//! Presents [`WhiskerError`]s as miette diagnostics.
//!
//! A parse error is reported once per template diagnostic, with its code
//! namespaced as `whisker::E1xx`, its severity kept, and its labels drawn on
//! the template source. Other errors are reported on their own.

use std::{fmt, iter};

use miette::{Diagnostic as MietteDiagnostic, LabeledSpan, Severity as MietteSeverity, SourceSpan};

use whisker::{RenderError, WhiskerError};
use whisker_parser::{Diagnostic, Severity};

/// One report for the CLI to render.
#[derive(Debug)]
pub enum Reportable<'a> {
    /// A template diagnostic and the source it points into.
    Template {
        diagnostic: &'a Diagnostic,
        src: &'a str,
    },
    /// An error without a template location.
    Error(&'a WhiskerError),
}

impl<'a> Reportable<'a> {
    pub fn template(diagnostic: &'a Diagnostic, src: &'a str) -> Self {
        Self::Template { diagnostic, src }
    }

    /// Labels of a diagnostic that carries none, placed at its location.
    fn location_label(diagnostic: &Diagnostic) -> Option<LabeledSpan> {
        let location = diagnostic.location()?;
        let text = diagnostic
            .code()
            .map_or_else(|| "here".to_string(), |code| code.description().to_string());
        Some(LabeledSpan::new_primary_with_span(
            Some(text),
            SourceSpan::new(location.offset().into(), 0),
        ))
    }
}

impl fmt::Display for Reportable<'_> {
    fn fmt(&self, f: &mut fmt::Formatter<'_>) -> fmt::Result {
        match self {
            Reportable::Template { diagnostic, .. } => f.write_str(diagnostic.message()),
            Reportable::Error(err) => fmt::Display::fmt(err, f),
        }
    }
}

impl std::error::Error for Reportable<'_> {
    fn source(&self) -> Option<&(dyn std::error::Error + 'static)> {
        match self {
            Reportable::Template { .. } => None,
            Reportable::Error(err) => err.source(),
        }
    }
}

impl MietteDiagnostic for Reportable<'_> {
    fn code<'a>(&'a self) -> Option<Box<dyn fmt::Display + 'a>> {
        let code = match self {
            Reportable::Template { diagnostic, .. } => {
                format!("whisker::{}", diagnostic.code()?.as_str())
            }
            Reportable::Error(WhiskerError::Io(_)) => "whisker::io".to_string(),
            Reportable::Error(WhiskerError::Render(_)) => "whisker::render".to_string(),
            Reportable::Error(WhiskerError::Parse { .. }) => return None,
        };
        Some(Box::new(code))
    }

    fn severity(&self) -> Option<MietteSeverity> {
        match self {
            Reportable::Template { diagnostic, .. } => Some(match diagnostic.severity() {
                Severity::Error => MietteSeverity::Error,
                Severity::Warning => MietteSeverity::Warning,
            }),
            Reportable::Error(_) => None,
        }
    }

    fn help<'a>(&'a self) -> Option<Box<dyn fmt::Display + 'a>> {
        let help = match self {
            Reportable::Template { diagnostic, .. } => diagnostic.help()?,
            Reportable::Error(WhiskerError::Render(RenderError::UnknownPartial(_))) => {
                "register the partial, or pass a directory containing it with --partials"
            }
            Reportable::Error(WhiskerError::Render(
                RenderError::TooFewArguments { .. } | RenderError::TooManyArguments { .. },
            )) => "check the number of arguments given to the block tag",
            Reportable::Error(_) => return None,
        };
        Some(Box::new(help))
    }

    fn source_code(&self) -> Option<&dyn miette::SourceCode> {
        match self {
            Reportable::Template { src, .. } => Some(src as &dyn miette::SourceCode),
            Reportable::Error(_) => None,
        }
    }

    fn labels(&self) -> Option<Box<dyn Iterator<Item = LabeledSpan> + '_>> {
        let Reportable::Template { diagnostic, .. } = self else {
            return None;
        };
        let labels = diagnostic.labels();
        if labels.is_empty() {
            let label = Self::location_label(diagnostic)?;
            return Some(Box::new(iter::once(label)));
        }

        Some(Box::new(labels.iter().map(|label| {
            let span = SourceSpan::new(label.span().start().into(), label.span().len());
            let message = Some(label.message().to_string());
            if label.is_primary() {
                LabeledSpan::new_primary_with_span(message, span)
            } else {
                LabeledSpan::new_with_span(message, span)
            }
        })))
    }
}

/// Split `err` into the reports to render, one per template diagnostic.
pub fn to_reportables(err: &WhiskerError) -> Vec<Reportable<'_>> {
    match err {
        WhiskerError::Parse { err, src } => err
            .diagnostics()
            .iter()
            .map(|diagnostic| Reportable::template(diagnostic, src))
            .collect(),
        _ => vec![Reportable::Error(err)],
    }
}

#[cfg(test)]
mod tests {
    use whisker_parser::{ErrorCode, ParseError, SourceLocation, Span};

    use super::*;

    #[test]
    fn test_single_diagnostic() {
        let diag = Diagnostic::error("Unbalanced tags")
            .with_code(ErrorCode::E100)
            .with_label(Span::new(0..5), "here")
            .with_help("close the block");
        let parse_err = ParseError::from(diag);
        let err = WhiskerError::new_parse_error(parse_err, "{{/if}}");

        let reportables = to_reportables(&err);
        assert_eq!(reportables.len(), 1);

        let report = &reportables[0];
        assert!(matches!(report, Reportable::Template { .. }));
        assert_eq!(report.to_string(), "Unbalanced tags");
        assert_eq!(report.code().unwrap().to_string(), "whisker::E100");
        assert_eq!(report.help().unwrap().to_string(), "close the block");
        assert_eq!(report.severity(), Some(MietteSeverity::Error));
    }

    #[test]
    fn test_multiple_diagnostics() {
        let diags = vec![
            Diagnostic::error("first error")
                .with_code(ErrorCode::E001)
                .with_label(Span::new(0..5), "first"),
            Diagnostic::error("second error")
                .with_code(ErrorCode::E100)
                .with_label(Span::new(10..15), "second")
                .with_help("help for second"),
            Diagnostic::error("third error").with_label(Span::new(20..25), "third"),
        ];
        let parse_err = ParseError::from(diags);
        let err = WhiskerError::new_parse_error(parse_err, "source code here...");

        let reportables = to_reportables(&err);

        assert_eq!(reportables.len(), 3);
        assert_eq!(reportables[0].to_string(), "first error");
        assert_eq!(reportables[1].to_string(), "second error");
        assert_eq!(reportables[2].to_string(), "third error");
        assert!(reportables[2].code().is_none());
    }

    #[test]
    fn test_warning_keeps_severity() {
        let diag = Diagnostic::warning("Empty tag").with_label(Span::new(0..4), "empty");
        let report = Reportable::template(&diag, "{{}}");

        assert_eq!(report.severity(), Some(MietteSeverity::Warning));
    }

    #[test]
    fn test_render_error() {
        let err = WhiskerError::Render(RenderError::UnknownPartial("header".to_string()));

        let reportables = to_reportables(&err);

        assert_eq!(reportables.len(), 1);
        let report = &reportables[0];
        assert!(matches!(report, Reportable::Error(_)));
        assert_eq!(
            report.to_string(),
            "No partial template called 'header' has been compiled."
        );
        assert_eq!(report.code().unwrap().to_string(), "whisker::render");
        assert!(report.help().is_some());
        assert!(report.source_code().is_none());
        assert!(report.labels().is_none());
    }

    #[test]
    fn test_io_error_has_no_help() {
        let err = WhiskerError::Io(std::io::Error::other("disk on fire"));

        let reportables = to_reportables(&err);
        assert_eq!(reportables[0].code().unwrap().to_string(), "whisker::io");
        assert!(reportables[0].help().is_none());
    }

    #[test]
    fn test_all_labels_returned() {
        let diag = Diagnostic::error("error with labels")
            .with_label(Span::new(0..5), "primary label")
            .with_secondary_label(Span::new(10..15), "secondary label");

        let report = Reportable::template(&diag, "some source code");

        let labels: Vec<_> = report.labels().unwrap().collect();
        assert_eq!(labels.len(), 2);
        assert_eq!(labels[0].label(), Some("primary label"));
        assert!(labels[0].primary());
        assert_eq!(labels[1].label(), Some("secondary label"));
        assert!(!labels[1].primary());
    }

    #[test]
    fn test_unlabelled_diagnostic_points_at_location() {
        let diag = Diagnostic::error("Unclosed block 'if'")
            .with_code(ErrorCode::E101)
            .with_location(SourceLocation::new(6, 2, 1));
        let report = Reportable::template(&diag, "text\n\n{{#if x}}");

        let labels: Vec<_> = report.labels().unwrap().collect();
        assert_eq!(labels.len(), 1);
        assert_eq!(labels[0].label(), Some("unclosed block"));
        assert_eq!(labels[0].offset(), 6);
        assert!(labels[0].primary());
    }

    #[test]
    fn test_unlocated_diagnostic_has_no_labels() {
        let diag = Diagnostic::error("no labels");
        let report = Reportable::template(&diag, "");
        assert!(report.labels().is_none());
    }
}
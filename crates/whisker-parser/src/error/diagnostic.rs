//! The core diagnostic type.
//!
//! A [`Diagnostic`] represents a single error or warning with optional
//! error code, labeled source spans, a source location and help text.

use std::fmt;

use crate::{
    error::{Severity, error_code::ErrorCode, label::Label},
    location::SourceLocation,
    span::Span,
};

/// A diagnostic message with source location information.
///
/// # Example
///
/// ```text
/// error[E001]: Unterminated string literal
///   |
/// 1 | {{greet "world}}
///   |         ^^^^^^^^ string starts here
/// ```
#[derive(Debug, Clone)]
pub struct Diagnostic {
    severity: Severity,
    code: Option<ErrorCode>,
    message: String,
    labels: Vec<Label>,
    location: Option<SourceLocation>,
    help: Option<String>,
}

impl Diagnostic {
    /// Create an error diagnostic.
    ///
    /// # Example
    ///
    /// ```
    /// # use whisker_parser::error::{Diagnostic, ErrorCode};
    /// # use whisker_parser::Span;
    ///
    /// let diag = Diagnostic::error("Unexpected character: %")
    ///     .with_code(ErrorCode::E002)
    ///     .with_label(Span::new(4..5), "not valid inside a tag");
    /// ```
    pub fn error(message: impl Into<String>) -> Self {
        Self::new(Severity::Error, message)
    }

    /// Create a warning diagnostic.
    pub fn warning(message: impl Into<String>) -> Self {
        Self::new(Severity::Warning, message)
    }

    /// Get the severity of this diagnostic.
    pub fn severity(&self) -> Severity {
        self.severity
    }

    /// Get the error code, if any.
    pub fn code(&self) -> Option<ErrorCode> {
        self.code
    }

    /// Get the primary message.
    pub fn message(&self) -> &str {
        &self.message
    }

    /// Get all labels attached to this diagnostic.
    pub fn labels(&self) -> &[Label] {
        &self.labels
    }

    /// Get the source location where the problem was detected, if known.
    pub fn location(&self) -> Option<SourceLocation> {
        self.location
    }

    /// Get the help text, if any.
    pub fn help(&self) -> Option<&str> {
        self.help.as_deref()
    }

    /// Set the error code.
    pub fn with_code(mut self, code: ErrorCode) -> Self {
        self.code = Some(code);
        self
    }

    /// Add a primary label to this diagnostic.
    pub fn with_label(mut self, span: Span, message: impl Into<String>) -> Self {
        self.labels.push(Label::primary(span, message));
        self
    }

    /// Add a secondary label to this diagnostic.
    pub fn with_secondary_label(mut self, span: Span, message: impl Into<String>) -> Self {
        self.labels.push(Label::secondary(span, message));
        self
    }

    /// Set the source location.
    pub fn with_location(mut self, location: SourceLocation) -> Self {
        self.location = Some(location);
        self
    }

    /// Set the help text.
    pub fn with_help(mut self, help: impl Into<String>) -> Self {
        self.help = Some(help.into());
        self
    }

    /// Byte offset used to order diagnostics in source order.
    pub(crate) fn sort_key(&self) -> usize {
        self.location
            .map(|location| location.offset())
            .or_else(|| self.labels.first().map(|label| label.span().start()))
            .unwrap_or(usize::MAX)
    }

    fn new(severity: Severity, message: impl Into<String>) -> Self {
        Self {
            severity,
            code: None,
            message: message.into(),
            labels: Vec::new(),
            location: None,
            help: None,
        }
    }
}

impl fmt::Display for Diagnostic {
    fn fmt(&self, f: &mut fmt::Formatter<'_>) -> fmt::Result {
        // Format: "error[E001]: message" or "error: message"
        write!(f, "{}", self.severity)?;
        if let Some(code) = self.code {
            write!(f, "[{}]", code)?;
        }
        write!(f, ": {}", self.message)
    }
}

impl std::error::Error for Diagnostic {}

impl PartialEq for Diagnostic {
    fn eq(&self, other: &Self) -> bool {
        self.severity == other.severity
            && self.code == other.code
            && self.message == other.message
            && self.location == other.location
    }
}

___

Your response should be the lines above from the first to the one containing "pub enum Reportable<'a>", inclusive, each given exactly.

ANSWER BELOW
//! Presents [`WhiskerError`]s as miette diagnostics.
//!
//! A parse error is reported once per template diagnostic, with its code
//! namespaced as `whisker::E1xx`, its severity kept, and its labels drawn on
//! the template source. Other errors are reported on their own.

use std::{fmt, iter};

use miette::{Diagnostic as MietteDiagnostic, LabeledSpan, Severity as MietteSeverity, SourceSpan};

use whisker::{RenderError, WhiskerError};
use whisker_parser::{Diagnostic, Severity};

/// One report for the CLI to render.
#[derive(Debug)]
pub enum Reportable<'a> {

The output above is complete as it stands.